++++ The data ++++

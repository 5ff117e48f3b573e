//! Source location tracking for the Basalt compiler

use serde::{Deserialize, Serialize};
use std::fmt;

/// A position in source code, 1-based in both dimensions.
#[derive(Debug, Clone, Copy, PartialEq, Eq, Hash, Serialize, Deserialize)]
pub struct Position {
    pub line: u32,
    pub column: u32,
}

impl Position {
    pub fn new(line: u32, column: u32) -> Self {
        Self { line, column }
    }

    pub fn start() -> Self {
        Self::new(1, 1)
    }
}

impl Default for Position {
    fn default() -> Self {
        Self::start()
    }
}

impl fmt::Display for Position {
    fn fmt(&self, f: &mut fmt::Formatter<'_>) -> fmt::Result {
        write!(f, "{}:{}", self.line, self.column)
    }
}

/// A span of source code from a start to an end position.
#[derive(Debug, Clone, Copy, PartialEq, Eq, Hash, Serialize, Deserialize)]
pub struct Span {
    pub start: Position,
    pub end: Position,
}

impl Span {
    pub fn new(start: Position, end: Position) -> Self {
        Self { start, end }
    }

    /// A span covering a single position.
    pub fn single(pos: Position) -> Self {
        Self::new(pos, pos)
    }

    /// Extend this span to end at `end`.
    pub fn to(self, end: Position) -> Span {
        Span::new(self.start, end)
    }

    /// The union of this span and `other`.
    pub fn combine(self, other: Span) -> Span {
        let start = if (self.start.line, self.start.column)
            <= (other.start.line, other.start.column)
        {
            self.start
        } else {
            other.start
        };

        let end = if (self.end.line, self.end.column) >= (other.end.line, other.end.column) {
            self.end
        } else {
            other.end
        };

        Span::new(start, end)
    }
}

impl Default for Span {
    fn default() -> Self {
        Self::single(Position::start())
    }
}

impl fmt::Display for Span {
    fn fmt(&self, f: &mut fmt::Formatter<'_>) -> fmt::Result {
        if self.start.line == self.end.line && self.start.column == self.end.column {
            write!(f, "{}", self.start)
        } else {
            write!(f, "{}-{}", self.start, self.end)
        }
    }
}

#[cfg(test)]
mod tests {
    use super::*;
    use pretty_assertions::assert_eq;

    #[test]
    fn combine_picks_outer_bounds() {
        let a = Span::new(Position::new(1, 4), Position::new(1, 9));
        let b = Span::new(Position::new(1, 7), Position::new(2, 2));
        let merged = a.combine(b);
        assert_eq!(merged.start, Position::new(1, 4));
        assert_eq!(merged.end, Position::new(2, 2));
    }

    #[test]
    fn display_collapses_single_position() {
        assert_eq!(Span::single(Position::new(3, 5)).to_string(), "3:5");
    }
}
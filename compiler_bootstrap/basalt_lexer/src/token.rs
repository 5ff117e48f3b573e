//! Token definitions for the Basalt language

use basalt_common::Position;
use serde::{Deserialize, Serialize};
use std::fmt;

/// Structural token kinds in the Basalt language.
///
/// Keywords (`let`, `ret`, `until`, ...) are not token kinds of their own:
/// they arrive as [`TokenKind::Identifier`] and are recognized by value.
#[derive(Debug, Clone, Copy, PartialEq, Eq, Hash, Serialize, Deserialize)]
pub enum TokenKind {
    // Literals and names
    Identifier,
    Integer,
    Float,
    Char,
    String,
    /// A `$name` decorator such as `$public`.
    Rune,

    // Punctuation
    Path,       // ::
    OpenParen,  // (
    CloseParen, // )
    OpenBrace,  // {
    CloseBrace, // }
    OpenBrack,  // [
    CloseBrack, // ]
    Comma,      // ,
    Semicolon,  // ;
    Colon,      // :
    Dot,        // .
    Arrow,      // ->

    // Operators
    Eq,        // =
    EqEq,      // ==
    BangEq,    // !=
    Lt,        // <
    LtEq,      // <=
    Gt,        // >
    GtEq,      // >=
    LtLt,      // <<
    GtGt,      // >>
    Plus,      // +
    Minus,     // -
    Star,      // *
    Slash,     // /
    Percent,   // %
    Amp,       // &
    AmpAmp,    // &&
    Pipe,      // |
    PipePipe,  // ||
    Caret,     // ^
    Tilde,     // ~
    Bang,      // !

    Eof,
}

impl TokenKind {
    /// The surface spelling of a punctuation or operator kind, used in
    /// diagnostics. Value-carrying kinds return a descriptive name instead.
    pub fn spelling(self) -> &'static str {
        match self {
            TokenKind::Identifier => "identifier",
            TokenKind::Integer => "integer literal",
            TokenKind::Float => "float literal",
            TokenKind::Char => "character literal",
            TokenKind::String => "string literal",
            TokenKind::Rune => "rune",
            TokenKind::Path => "::",
            TokenKind::OpenParen => "(",
            TokenKind::CloseParen => ")",
            TokenKind::OpenBrace => "{",
            TokenKind::CloseBrace => "}",
            TokenKind::OpenBrack => "[",
            TokenKind::CloseBrack => "]",
            TokenKind::Comma => ",",
            TokenKind::Semicolon => ";",
            TokenKind::Colon => ":",
            TokenKind::Dot => ".",
            TokenKind::Arrow => "->",
            TokenKind::Eq => "=",
            TokenKind::EqEq => "==",
            TokenKind::BangEq => "!=",
            TokenKind::Lt => "<",
            TokenKind::LtEq => "<=",
            TokenKind::Gt => ">",
            TokenKind::GtEq => ">=",
            TokenKind::LtLt => "<<",
            TokenKind::GtGt => ">>",
            TokenKind::Plus => "+",
            TokenKind::Minus => "-",
            TokenKind::Star => "*",
            TokenKind::Slash => "/",
            TokenKind::Percent => "%",
            TokenKind::Amp => "&",
            TokenKind::AmpAmp => "&&",
            TokenKind::Pipe => "|",
            TokenKind::PipePipe => "||",
            TokenKind::Caret => "^",
            TokenKind::Tilde => "~",
            TokenKind::Bang => "!",
            TokenKind::Eof => "end of file",
        }
    }
}

impl fmt::Display for TokenKind {
    fn fmt(&self, f: &mut fmt::Formatter<'_>) -> fmt::Result {
        write!(f, "{}", self.spelling())
    }
}

/// A lexed token: a kind, its raw text value, and where it starts.
#[derive(Debug, Clone, PartialEq, Eq, Serialize, Deserialize)]
pub struct Token {
    pub kind: TokenKind,
    pub value: String,
    pub loc: Position,
}

impl Token {
    pub fn new(kind: TokenKind, value: impl Into<String>, loc: Position) -> Self {
        Self { kind, value: value.into(), loc }
    }

    pub fn eof(loc: Position) -> Self {
        Self::new(TokenKind::Eof, "", loc)
    }

    /// Test if this token is an identifier with the given value.
    pub fn is_keyword(&self, kw: &str) -> bool {
        self.kind == TokenKind::Identifier && self.value == kw
    }
}

impl fmt::Display for Token {
    fn fmt(&self, f: &mut fmt::Formatter<'_>) -> fmt::Result {
        match self.kind {
            TokenKind::Identifier
            | TokenKind::Integer
            | TokenKind::Float => write!(f, "{}", self.value),
            TokenKind::String => write!(f, "\"{}\"", self.value),
            TokenKind::Char => write!(f, "'{}'", self.value),
            TokenKind::Rune => write!(f, "${}", self.value),
            _ => write!(f, "{}", self.kind),
        }
    }
}
//! Lexical scope tree
//!
//! Scopes form a tree mirroring the source nesting. Each scope maps names to
//! the definitions that bind them; lookup walks the parent chain. The
//! translation unit owns the arena, so scopes outlive the nodes that refer
//! to them.

use crate::ast::DefnId;
use hashbrown::HashMap;
use serde::{Deserialize, Serialize};

/// Handle into the scope arena.
pub type ScopeId = u32;

#[derive(Debug, Clone, Default, Serialize, Deserialize)]
pub struct Scope {
    pub parent: Option<ScopeId>,
    symbols: HashMap<String, DefnId>,
}

#[derive(Debug, Clone, Default, Serialize, Deserialize)]
pub struct Scopes {
    arena: Vec<Scope>,
}

impl Scopes {
    pub fn new() -> Self {
        Self::default()
    }

    pub fn alloc(&mut self, parent: Option<ScopeId>) -> ScopeId {
        let id = self.arena.len() as ScopeId;
        self.arena.push(Scope { parent, symbols: HashMap::new() });
        id
    }

    pub fn get(&self, id: ScopeId) -> &Scope {
        &self.arena[id as usize]
    }

    pub fn parent(&self, id: ScopeId) -> Option<ScopeId> {
        self.get(id).parent
    }

    /// Bind `name` to `defn` in `scope`. Returns the previous binding if the
    /// name was already taken in this scope (the caller reports it fatal).
    pub fn add(&mut self, scope: ScopeId, name: &str, defn: DefnId) -> Option<DefnId> {
        let scope = &mut self.arena[scope as usize];
        if let Some(&existing) = scope.symbols.get(name) {
            return Some(existing);
        }

        scope.symbols.insert(name.to_string(), defn);
        None
    }

    /// Look `name` up in `scope`, walking the parent chain.
    pub fn lookup(&self, scope: ScopeId, name: &str) -> Option<DefnId> {
        let mut curr = Some(scope);
        while let Some(id) = curr {
            let scope = self.get(id);
            if let Some(&defn) = scope.symbols.get(name) {
                return Some(defn);
            }

            curr = scope.parent;
        }

        None
    }

    /// Look `name` up in `scope` only, without walking parents.
    pub fn lookup_local(&self, scope: ScopeId, name: &str) -> Option<DefnId> {
        self.get(scope).symbols.get(name).copied()
    }
}

#[cfg(test)]
mod tests {
    use super::*;

    #[test]
    fn lookup_walks_parent_chain() {
        let mut scopes = Scopes::new();
        let root = scopes.alloc(None);
        let inner = scopes.alloc(Some(root));

        assert_eq!(scopes.add(root, "x", 0), None);
        assert_eq!(scopes.lookup(inner, "x"), Some(0));
        assert_eq!(scopes.lookup_local(inner, "x"), None);
    }

    #[test]
    fn duplicate_binding_is_reported() {
        let mut scopes = Scopes::new();
        let root = scopes.alloc(None);

        assert_eq!(scopes.add(root, "x", 0), None);
        assert_eq!(scopes.add(root, "x", 1), Some(0));
    }

    #[test]
    fn shadowing_across_scopes_is_allowed() {
        let mut scopes = Scopes::new();
        let root = scopes.alloc(None);
        let inner = scopes.alloc(Some(root));

        assert_eq!(scopes.add(root, "x", 0), None);
        assert_eq!(scopes.add(inner, "x", 1), None);
        assert_eq!(scopes.lookup(inner, "x"), Some(1));
        assert_eq!(scopes.lookup(root, "x"), Some(0));
    }
}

++++

Using the records given above, list every line that includes the word "usize".

Expected answer:
        &self.arena[id as usize]
        let scope = &mut self.arena[scope as usize];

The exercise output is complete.